余恩惠、李赞、李芊诉重庆西南医院医疗事故损害赔偿纠纷抗诉案①
2009年7月22日,李安富(余恩惠之夫、李赞、李芊之父)因腰部疼痛不适到重庆西南医院门诊治疗,医院诊断为:腰椎间盘突发,低钠血症,建议:骨科就诊,就诊电解质,抗炎。 2009年7月24日,李安富在重庆西南医院骨科住院治疗。医院诊断为:腰椎管狭窄症,行术前检查时发现患者有感染征象,予以抗感染,补充白蛋白,对症、支持治疗,但患者李安富病情逐渐加重,腹胀明显,且有右踝关节红、肿、热、痛炎性表现。7月26日,病情持续加重,被诊断为双肺感染。7月31日,李安富经全院会诊后被转入感染科继续治疗,并下达病危通知。转入诊断:败血症,肺部感染,右踝软组织感染等,行抗感染治疗,但病情进一步加重、恶化。 2009年8月2日诊断为:多器官功能障碍综合症。
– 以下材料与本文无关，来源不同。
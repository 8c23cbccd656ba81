use anyhow::Result;
use sqlx::sqlite::{SqliteConnectOptions, SqlitePool, SqlitePoolOptions};
use std::path::Path;
use std::str::FromStr;

pub async fn connect(db_path: &Path) -> Result<SqlitePool> {
    // Ensure parent directory exists
    if let Some(parent) = db_path.parent() {
        std::fs::create_dir_all(parent)?;
    }

    let options = SqliteConnectOptions::from_str(&format!("sqlite:{}", db_path.display()))?
        .create_if_missing(true)
        .foreign_keys(true)
        .journal_mode(sqlx::sqlite::SqliteJournalMode::Wal);

    let pool = SqlitePoolOptions::new()
        .max_connections(5)
        .connect_with(options)
        .await?;

    Ok(pool)
}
8月9日,李安富经抢救无效死亡,死亡诊断为:多器官功能障碍综合症,脓毒血症,双肺肺炎,右踝软组织感染。
2010年5月21日,余恩惠、李赞、李芊向重庆市沙坪坝区人民法院提起诉讼,请求重庆西南医院支付医疗费48 843.27元(含人血白蛋白16 200元)、住院伙食补助费680元、陪护费850元、丧葬费15 481.5元、交通费500元、死亡补偿金236 235元、精神损害抚慰金72 854元,共计374 953.77元。
重庆市沙坪区人民法院于2010年11月9日公开开庭审理了此案。在一审过程中,根据重庆西南医院的申请,经双方当事人共同选定鉴定机构,沙坪坝区人民法院委托重庆市法医学会司法鉴定所对重庆西南医院在治疗过程中是否存在过错、医疗过错与医疗损害结果之间是否存在因果关系以及医疗过错行为在医疗损害后果中的责任程度进行司法鉴定。重庆市法医学会司法鉴定所作出渝法医所2010(临床G)鉴字第38号司法鉴定意见书,鉴定意见为:重庆西南医院在对李安富的医疗行为中存在过错。其过错行为是导致患者死亡的间接因素。重庆西南医院支付了鉴定费5000元。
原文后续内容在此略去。